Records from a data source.
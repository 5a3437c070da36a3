//! Hierarchical rendering of a decoded document.
//!
//! The renderer walks the question tree once and produces a parallel tree of
//! [`RenderedQuestion`] nodes that a view layer can lay out directly: every node carries its
//! label, indentation, and whichever of header/body should actually be shown. Math text is
//! passed through untouched for the typesetter.
//!
//! Depth starts at 0 for top-level questions and increases by one per group. Level is the
//! node's index among its siblings.

use rapidl_blob::{GroupedQuestion, Question, SingleQuestion};
use serde::Serialize;

use crate::config::CoreConfig;
use crate::document::{Document, LocalTime};
use crate::label::QuestionLabel;

/// Vertical spacing below a header.
#[derive(Clone, Copy, Debug, PartialEq, Eq, Serialize)]
#[serde(rename_all = "snake_case")]
pub enum HeaderSpacing {
    /// Tight spacing, used when the header sits directly above a single question's body.
    Close,
    Normal,
}

#[derive(Clone, Debug, PartialEq, Serialize)]
pub struct RenderedHeader {
    pub latex: String,
    pub spacing: HeaderSpacing,
}

/// Leaf or branch payload of a rendered node.
#[derive(Clone, Debug, PartialEq, Serialize)]
#[serde(tag = "kind", rename_all = "snake_case")]
pub enum RenderedContent {
    Single { body: Option<String> },
    Grouped { children: Vec<RenderedQuestion> },
}

#[derive(Clone, Debug, PartialEq, Serialize)]
pub struct RenderedQuestion {
    pub depth: usize,
    pub level: usize,
    /// Left offset in rem: the configured step multiplied by depth.
    pub indent_rem: f32,
    pub label: QuestionLabel,
    pub header: Option<RenderedHeader>,
    #[serde(flatten)]
    pub content: RenderedContent,
}

impl RenderedQuestion {
    pub fn body(&self) -> Option<&str> {
        match &self.content {
            RenderedContent::Single { body } => body.as_deref(),
            RenderedContent::Grouped { .. } => None,
        }
    }

    pub fn children(&self) -> &[RenderedQuestion] {
        match &self.content {
            RenderedContent::Single { .. } => &[],
            RenderedContent::Grouped { children } => children,
        }
    }
}

/// A document ready for display: summary lines followed by the question tree.
#[derive(Clone, Debug, PartialEq, Serialize)]
pub struct RenderedDocument {
    pub name: String,
    pub category: String,
    pub options: Vec<String>,
    pub credits: String,
    pub created: String,
    pub finished: String,
    pub questions: Vec<RenderedQuestion>,
}

#[derive(Clone, Debug)]
pub struct Renderer {
    indent_step_rem: f32,
}

impl Renderer {
    pub fn new(cfg: &CoreConfig) -> Self {
        Self {
            indent_step_rem: cfg.indent_step_rem(),
        }
    }

    /// Render a whole document including its summary lines.
    pub fn render_document(&self, document: &Document) -> RenderedDocument {
        RenderedDocument {
            name: document.name.to_string(),
            category: document.category.clone(),
            options: document.options.clone(),
            credits: document.credits_line(),
            created: format!("Created on {}", at(&document.created_at)),
            finished: format!("Finished on {}", at(&document.finished_on)),
            questions: self.render_questions(&document.blob.questions),
        }
    }

    /// Render a list of top-level questions, starting at depth 0.
    pub fn render_questions(&self, questions: &[Question]) -> Vec<RenderedQuestion> {
        questions
            .iter()
            .enumerate()
            .map(|(level, question)| self.render_question(question, 0, level))
            .collect()
    }

    fn render_question(&self, question: &Question, depth: usize, level: usize) -> RenderedQuestion {
        match question {
            Question::Single(single) => self.render_single(single, depth, level),
            Question::Grouped(grouped) => self.render_grouped(grouped, depth, level),
        }
    }

    fn render_single(&self, single: &SingleQuestion, depth: usize, level: usize) -> RenderedQuestion {
        let body = single.body().map(str::to_owned);
        let spacing = if body.is_some() {
            HeaderSpacing::Close
        } else {
            HeaderSpacing::Normal
        };

        RenderedQuestion {
            depth,
            level,
            indent_rem: self.indent(depth),
            label: QuestionLabel::at(depth, level),
            header: single.header.displayed().map(|latex| RenderedHeader {
                latex: latex.to_owned(),
                spacing,
            }),
            content: RenderedContent::Single { body },
        }
    }

    fn render_grouped(
        &self,
        grouped: &GroupedQuestion,
        depth: usize,
        level: usize,
    ) -> RenderedQuestion {
        let children = grouped
            .questions
            .iter()
            .enumerate()
            .map(|(index, child)| self.render_question(child, depth + 1, index))
            .collect();

        RenderedQuestion {
            depth,
            level,
            indent_rem: self.indent(depth),
            label: QuestionLabel::at(depth, level),
            header: grouped.header.displayed().map(|latex| RenderedHeader {
                latex: latex.to_owned(),
                spacing: HeaderSpacing::Normal,
            }),
            content: RenderedContent::Grouped { children },
        }
    }

    fn indent(&self, depth: usize) -> f32 {
        self.indent_step_rem * depth as f32
    }
}

fn at(time: &LocalTime) -> String {
    format!("{} at {}", time.date, time.time)
}

/// Render a document as an indented plain-text outline.
///
/// Each question starts with its plain label; headers and bodies follow on the same line or
/// on continuation lines indented two spaces per depth.
pub fn render_outline(document: &RenderedDocument) -> String {
    let mut out = String::new();
    out.push_str(&format!("{} [{}]\n", document.name, document.category));
    if !document.options.is_empty() {
        out.push_str(&format!("Options: {}\n", document.options.join(", ")));
    }
    out.push_str(&format!(
        "{}\n{}\n{}\n\n",
        document.credits, document.created, document.finished
    ));

    for question in &document.questions {
        outline_question(question, &mut out);
    }

    out
}

fn outline_question(question: &RenderedQuestion, out: &mut String) {
    let indent = "  ".repeat(question.depth);
    let label = question.label.plain();

    let mut lines: Vec<&str> = Vec::new();
    if let Some(header) = &question.header {
        lines.push(&header.latex);
    }
    if let Some(body) = question.body() {
        lines.push(body);
    }

    match lines.split_first() {
        None => out.push_str(&format!("{indent}{label}\n")),
        Some((first, rest)) => {
            out.push_str(&format!("{indent}{label} {first}\n"));
            let pad = " ".repeat(label.len() + 1);
            for line in rest {
                out.push_str(&format!("{indent}{pad}{line}\n"));
            }
        }
    }

    for child in question.children() {
        outline_question(child, out);
    }
}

Exercise description. What you return must be the entries, given again word for word.

Result.
repository 5a3437c070da36a3
//! Hierarchical rendering of a decoded document.
//!
//! The renderer walks the question tree once and produces a parallel tree of
//! [`RenderedQuestion`] nodes that a view layer can lay out directly: every node carries its
//! label, indentation, and whichever of header/body should actually be shown. Math text is
//! passed through untouched for the typesetter.
//!
//! Depth starts at 0 for top-level questions and increases by one per group. Level is the
//! node's index among its siblings.

use rapidl_blob::{GroupedQuestion, Question, SingleQuestion};
use serde::Serialize;

use crate::config::CoreConfig;
use crate::document::{Document, LocalTime};
use crate::label::QuestionLabel;

/// Vertical spacing below a header.
#[derive(Clone, Copy, Debug, PartialEq, Eq, Serialize)]
#[serde(rename_all = "snake_case")]
pub enum HeaderSpacing {
    /// Tight spacing, used when the header sits directly above a single question's body.
    Close,
    Normal,
}

#[derive(Clone, Debug, PartialEq, Serialize)]
pub struct RenderedHeader {
    pub latex: String,
    pub spacing: HeaderSpacing,
}

/// Leaf or branch payload of a rendered node.
#[derive(Clone, Debug, PartialEq, Serialize)]
#[serde(tag = "kind", rename_all = "snake_case")]
pub enum RenderedContent {
    Single { body: Option<String> },
    Grouped { children: Vec<RenderedQuestion> },
}

#[derive(Clone, Debug, PartialEq, Serialize)]
pub struct RenderedQuestion {
    pub depth: usize,
    pub level: usize,
    /// Left offset in rem: the configured step multiplied by depth.
    pub indent_rem: f32,
    pub label: QuestionLabel,
    pub header: Option<RenderedHeader>,
    #[serde(flatten)]
    pub content: RenderedContent,
}

impl RenderedQuestion {
    pub fn body(&self) -> Option<&str> {
        match &self.content {
            RenderedContent::Single { body } => body.as_deref(),
            RenderedContent::Grouped { .. } => None,
        }
    }

    pub fn children(&self) -> &[RenderedQuestion] {
        match &self.content {
            RenderedContent::Single { .. } => &[],
            RenderedContent::Grouped { children } => children,
        }
    }
}

/// A document ready for display: summary lines followed by the question tree.
#[derive(Clone, Debug, PartialEq, Serialize)]
pub struct RenderedDocument {
    pub name: String,
    pub category: String,
    pub options: Vec<String>,
    pub credits: String,
    pub created: String,
    pub finished: String,
    pub questions: Vec<RenderedQuestion>,
}

#[derive(Clone, Debug)]
pub struct Renderer {
    indent_step_rem: f32,
}

impl Renderer {
    pub fn new(cfg: &CoreConfig) -> Self {
        Self {
            indent_step_rem: cfg.indent_step_rem(),
        }
    }

    /// Render a whole document including its summary lines.
    pub fn render_document(&self, document: &Document) -> RenderedDocument {
        RenderedDocument {
            name: document.name.to_string(),
            category: document.category.clone(),
            options: document.options.clone(),
            credits: document.credits_line(),
            created: format!("Created on {}", at(&document.created_at)),
            finished: format!("Finished on {}", at(&document.finished_on)),
            questions: self.render_questions(&document.blob.questions),
        }
    }

    /// Render a list of top-level questions, starting at depth 0.
    pub fn render_questions(&self, questions: &[Question]) -> Vec<RenderedQuestion> {
        questions
            .iter()
            .enumerate()
            .map(|(level, question)| self.render_question(question, 0, level))
            .collect()
    }

    fn render_question(&self, question: &Question, depth: usize, level: usize) -> RenderedQuestion {
        match question {
            Question::Single(single) => self.render_single(single, depth, level),
            Question::Grouped(grouped) => self.render_grouped(grouped, depth, level),
        }
    }

    fn render_single(&self, single: &SingleQuestion, depth: usize, level: usize) -> RenderedQuestion {
        let body = single.body().map(str::to_owned);
        let spacing = if body.is_some() {
            HeaderSpacing::Close
        } else {
            HeaderSpacing::Normal
        };

        RenderedQuestion {
            depth,
            level,
            indent_rem: self.indent(depth),
            label: QuestionLabel::at(depth, level),
            header: single.header.displayed().map(|latex| RenderedHeader {
                latex: latex.to_owned(),
                spacing,
            }),
            content: RenderedContent::Single { body },
        }
    }

    fn render_grouped(
        &self,
        grouped: &GroupedQuestion,
        depth: usize,
        level: usize,
    ) -> RenderedQuestion {
        let children = grouped
            .questions
            .iter()
            .enumerate()
            .map(|(index, child)| self.render_question(child, depth + 1, index))
            .collect();

        RenderedQuestion {
            depth,
            level,
            indent_rem: self.indent(depth),
            label: QuestionLabel::at(depth, level),
            header: grouped.header.displayed().map(|latex| RenderedHeader {
                latex: latex.to_owned(),
                spacing: HeaderSpacing::Normal,
            }),
            content: RenderedContent::Grouped { children },
        }
    }

    fn indent(&self, depth: usize) -> f32 {
        self.indent_step_rem * depth as f32
    }
}

fn at(time: &LocalTime) -> String {
    format!("{} at {}", time.date, time.time)
}

/// Render a document as an indented plain-text outline.
///
/// Each question starts with its plain label; headers and bodies follow on the same line or
/// on continuation lines indented two spaces per depth.
pub fn render_outline(document: &RenderedDocument) -> String {
    let mut out = String::new();
    out.push_str(&format!("{} [{}]\n", document.name, document.category));
    if !document.options.is_empty() {
        out.push_str(&format!("Options: {}\n", document.options.join(", ")));
    }
    out.push_str(&format!(
        "{}\n{}\n{}\n\n",
        document.credits, document.created, document.finished
    ));

    for question in &document.questions {
        outline_question(question, &mut out);
    }

    out
}

fn outline_question(question: &RenderedQuestion, out: &mut String) {
    let indent = "  ".repeat(question.depth);
    let label = question.label.plain();

    let mut lines: Vec<&str> = Vec::new();
    if let Some(header) = &question.header {
        lines.push(&header.latex);
    }
    if let Some(body) = question.body() {
        lines.push(body);
    }

    match lines.split_first() {
        None => out.push_str(&format!("{indent}{label}\n")),
        Some((first, rest)) => {
            out.push_str(&format!("{indent}{label} {first}\n"));
            let pad = " ".repeat(label.len() + 1);
            for line in rest {
                out.push_str(&format!("{indent}{pad}{line}\n"));
            }
        }
    }

    for child in question.children() {
        outline_question(child, out);
    }
}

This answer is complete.